• [PROMPT] Tally the lines below containing "GeminiConfig" and report only the total.

(Data excerpts)
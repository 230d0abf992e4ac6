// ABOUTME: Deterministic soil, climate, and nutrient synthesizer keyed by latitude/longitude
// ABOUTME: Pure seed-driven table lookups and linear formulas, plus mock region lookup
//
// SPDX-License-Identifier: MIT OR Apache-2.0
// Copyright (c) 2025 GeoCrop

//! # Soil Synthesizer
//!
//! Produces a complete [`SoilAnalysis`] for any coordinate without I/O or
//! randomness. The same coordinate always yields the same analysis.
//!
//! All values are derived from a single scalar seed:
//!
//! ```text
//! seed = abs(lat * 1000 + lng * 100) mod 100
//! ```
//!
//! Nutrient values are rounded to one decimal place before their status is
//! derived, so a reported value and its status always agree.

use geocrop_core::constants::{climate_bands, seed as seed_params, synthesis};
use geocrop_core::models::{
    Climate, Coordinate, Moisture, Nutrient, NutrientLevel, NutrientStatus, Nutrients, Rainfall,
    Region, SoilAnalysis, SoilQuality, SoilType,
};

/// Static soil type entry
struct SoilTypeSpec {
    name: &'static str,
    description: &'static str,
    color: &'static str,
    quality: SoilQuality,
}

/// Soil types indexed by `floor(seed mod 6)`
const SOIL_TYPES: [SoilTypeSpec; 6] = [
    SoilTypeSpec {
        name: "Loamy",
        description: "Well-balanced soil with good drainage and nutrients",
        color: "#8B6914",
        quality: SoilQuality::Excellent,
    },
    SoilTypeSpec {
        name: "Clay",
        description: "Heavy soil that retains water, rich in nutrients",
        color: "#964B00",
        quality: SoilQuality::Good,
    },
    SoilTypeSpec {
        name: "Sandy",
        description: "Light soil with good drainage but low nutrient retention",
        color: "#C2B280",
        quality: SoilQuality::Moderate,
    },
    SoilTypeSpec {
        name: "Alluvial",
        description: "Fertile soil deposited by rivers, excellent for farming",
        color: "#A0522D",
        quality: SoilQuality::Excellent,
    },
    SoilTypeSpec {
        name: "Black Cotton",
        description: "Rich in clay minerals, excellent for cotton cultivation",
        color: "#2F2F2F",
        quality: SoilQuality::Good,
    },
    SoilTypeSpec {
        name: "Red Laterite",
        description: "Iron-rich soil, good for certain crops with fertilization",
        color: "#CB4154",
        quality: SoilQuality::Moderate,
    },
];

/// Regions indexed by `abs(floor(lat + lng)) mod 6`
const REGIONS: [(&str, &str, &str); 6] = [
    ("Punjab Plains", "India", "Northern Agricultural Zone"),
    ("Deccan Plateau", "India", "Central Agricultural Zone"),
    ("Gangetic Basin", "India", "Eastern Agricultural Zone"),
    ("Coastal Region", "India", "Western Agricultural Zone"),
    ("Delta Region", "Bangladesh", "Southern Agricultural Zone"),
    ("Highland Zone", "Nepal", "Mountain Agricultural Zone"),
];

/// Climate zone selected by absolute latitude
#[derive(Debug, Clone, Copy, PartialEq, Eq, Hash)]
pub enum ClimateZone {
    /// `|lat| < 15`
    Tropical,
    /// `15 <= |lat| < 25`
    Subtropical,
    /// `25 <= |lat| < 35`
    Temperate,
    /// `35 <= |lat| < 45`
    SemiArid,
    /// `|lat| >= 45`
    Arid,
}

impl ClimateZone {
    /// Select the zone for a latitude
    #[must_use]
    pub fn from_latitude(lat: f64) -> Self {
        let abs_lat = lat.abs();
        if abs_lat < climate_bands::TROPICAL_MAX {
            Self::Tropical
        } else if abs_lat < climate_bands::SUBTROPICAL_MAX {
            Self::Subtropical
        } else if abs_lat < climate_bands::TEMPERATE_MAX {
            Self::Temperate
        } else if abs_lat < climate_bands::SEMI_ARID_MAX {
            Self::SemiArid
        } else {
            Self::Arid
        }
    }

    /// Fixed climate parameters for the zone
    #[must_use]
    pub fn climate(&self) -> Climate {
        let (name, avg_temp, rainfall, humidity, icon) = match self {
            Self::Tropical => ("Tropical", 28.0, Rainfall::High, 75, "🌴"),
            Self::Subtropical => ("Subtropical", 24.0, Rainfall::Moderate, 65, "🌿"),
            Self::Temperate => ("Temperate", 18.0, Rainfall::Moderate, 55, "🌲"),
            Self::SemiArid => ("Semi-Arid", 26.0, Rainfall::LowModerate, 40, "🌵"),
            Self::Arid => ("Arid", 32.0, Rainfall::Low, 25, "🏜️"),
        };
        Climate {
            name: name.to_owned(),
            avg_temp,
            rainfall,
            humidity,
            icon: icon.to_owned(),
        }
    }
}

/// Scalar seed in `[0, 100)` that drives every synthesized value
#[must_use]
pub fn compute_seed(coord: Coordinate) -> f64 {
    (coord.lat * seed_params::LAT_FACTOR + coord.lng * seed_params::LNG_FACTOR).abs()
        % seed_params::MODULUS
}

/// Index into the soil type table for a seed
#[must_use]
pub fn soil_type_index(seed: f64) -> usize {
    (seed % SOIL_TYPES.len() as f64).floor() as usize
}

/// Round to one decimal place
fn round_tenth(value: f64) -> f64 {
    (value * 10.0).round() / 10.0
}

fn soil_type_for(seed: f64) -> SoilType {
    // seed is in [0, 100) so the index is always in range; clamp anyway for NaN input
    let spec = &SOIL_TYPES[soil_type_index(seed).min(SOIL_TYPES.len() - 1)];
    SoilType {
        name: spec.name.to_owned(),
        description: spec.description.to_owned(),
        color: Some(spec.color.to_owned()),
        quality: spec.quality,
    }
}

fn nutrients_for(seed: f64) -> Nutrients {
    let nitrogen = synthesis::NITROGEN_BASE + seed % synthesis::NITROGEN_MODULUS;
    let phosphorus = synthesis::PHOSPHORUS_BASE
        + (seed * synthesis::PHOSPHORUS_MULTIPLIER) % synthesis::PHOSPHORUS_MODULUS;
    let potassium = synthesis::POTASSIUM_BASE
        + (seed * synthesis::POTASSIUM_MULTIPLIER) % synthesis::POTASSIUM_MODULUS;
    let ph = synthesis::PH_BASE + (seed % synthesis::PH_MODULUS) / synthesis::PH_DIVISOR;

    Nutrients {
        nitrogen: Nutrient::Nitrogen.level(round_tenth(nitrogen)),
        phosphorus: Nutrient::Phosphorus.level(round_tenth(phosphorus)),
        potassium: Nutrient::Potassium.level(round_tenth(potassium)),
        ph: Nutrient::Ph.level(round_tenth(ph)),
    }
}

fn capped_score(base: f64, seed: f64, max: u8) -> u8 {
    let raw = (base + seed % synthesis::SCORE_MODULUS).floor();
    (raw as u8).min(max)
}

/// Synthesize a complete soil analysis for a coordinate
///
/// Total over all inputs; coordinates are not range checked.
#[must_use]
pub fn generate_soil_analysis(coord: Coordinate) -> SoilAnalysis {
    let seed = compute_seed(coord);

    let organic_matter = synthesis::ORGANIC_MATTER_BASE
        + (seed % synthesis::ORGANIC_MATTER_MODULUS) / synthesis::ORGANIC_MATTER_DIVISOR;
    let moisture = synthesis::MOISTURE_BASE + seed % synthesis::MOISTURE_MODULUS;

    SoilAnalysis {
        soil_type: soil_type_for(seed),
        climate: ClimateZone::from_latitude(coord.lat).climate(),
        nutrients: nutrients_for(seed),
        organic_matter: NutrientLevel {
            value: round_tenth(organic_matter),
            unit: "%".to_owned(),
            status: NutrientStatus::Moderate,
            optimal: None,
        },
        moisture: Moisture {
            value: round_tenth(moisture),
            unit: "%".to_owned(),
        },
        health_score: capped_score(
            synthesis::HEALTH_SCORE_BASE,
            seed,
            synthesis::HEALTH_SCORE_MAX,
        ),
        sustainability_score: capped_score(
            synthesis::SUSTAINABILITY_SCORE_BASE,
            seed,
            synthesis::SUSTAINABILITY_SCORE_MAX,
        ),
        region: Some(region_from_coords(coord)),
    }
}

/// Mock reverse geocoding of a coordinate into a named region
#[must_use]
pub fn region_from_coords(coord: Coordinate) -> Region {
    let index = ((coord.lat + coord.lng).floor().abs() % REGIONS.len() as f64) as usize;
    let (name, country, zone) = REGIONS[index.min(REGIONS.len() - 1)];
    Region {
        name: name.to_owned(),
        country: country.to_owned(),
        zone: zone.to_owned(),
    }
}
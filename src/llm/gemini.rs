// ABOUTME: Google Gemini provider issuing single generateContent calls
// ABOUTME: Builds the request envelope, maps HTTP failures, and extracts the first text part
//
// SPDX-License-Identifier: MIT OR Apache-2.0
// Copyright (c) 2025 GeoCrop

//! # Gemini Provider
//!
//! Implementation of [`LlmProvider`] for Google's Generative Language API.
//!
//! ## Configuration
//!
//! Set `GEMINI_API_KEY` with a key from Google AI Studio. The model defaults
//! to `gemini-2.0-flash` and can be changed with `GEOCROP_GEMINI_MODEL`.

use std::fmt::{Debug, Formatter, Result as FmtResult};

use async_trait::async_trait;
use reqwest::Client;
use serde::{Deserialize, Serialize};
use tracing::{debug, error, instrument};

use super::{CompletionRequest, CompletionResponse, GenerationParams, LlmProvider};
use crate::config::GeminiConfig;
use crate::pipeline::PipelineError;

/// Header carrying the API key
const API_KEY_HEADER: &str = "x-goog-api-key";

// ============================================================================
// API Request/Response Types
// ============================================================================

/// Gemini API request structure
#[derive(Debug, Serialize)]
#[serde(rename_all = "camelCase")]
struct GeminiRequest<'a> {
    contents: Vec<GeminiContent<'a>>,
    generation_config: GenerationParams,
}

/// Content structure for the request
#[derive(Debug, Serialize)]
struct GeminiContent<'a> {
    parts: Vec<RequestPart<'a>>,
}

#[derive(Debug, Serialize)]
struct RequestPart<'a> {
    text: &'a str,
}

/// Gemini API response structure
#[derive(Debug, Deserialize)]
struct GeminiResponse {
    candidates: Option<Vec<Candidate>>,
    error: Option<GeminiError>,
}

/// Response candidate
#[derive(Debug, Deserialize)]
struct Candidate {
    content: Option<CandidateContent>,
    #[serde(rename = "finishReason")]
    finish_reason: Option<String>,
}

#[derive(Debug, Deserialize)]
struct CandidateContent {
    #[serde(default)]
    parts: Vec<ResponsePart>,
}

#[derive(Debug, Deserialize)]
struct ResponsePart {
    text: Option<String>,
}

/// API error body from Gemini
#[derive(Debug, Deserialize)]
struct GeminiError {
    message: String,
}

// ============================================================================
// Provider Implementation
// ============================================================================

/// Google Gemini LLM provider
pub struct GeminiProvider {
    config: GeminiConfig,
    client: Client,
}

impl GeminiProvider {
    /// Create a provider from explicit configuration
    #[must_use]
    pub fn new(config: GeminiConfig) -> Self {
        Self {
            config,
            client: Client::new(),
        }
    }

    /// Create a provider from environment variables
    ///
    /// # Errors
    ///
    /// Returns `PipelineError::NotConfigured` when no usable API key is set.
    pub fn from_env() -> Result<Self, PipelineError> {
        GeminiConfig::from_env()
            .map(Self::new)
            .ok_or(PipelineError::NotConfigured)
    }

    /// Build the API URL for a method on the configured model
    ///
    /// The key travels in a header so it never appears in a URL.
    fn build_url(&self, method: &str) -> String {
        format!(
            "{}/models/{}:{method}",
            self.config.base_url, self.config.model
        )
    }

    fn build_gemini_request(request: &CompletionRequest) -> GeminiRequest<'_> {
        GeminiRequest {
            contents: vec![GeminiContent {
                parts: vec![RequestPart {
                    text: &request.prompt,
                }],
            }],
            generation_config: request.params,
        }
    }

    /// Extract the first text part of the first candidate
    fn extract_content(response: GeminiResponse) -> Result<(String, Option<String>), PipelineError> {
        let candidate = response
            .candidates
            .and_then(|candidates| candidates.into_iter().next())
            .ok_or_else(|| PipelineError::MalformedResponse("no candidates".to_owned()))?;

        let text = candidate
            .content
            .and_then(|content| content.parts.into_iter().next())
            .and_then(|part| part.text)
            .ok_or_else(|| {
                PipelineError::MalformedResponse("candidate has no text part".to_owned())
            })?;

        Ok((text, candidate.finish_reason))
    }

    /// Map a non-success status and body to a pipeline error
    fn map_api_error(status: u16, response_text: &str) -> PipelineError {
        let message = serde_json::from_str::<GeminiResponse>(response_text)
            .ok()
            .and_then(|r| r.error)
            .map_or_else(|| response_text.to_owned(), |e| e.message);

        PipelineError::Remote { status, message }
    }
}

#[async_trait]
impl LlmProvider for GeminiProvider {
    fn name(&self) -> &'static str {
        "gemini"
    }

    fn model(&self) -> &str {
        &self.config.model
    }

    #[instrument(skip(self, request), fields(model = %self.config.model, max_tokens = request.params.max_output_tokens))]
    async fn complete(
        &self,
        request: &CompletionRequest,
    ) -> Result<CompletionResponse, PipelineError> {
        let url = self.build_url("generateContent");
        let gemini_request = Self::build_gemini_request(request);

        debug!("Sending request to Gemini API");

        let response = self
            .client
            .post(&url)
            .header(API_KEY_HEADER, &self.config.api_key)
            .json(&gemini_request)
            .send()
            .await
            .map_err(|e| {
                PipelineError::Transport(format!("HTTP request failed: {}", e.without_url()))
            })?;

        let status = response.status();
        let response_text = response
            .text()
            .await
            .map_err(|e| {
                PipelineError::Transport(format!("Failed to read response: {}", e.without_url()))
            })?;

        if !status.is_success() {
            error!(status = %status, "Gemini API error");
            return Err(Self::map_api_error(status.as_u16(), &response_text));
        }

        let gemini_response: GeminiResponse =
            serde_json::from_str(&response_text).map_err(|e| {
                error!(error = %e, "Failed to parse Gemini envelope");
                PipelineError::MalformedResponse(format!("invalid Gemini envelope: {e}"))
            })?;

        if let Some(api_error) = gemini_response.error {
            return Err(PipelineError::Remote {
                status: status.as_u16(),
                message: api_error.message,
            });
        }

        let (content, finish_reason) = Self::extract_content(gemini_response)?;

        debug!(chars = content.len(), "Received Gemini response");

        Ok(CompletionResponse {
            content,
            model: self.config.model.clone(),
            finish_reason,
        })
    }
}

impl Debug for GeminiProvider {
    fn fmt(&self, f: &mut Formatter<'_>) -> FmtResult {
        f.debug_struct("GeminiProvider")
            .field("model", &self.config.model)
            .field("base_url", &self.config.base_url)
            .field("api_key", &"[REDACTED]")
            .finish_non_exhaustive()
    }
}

• [TASK RESPONSE] 4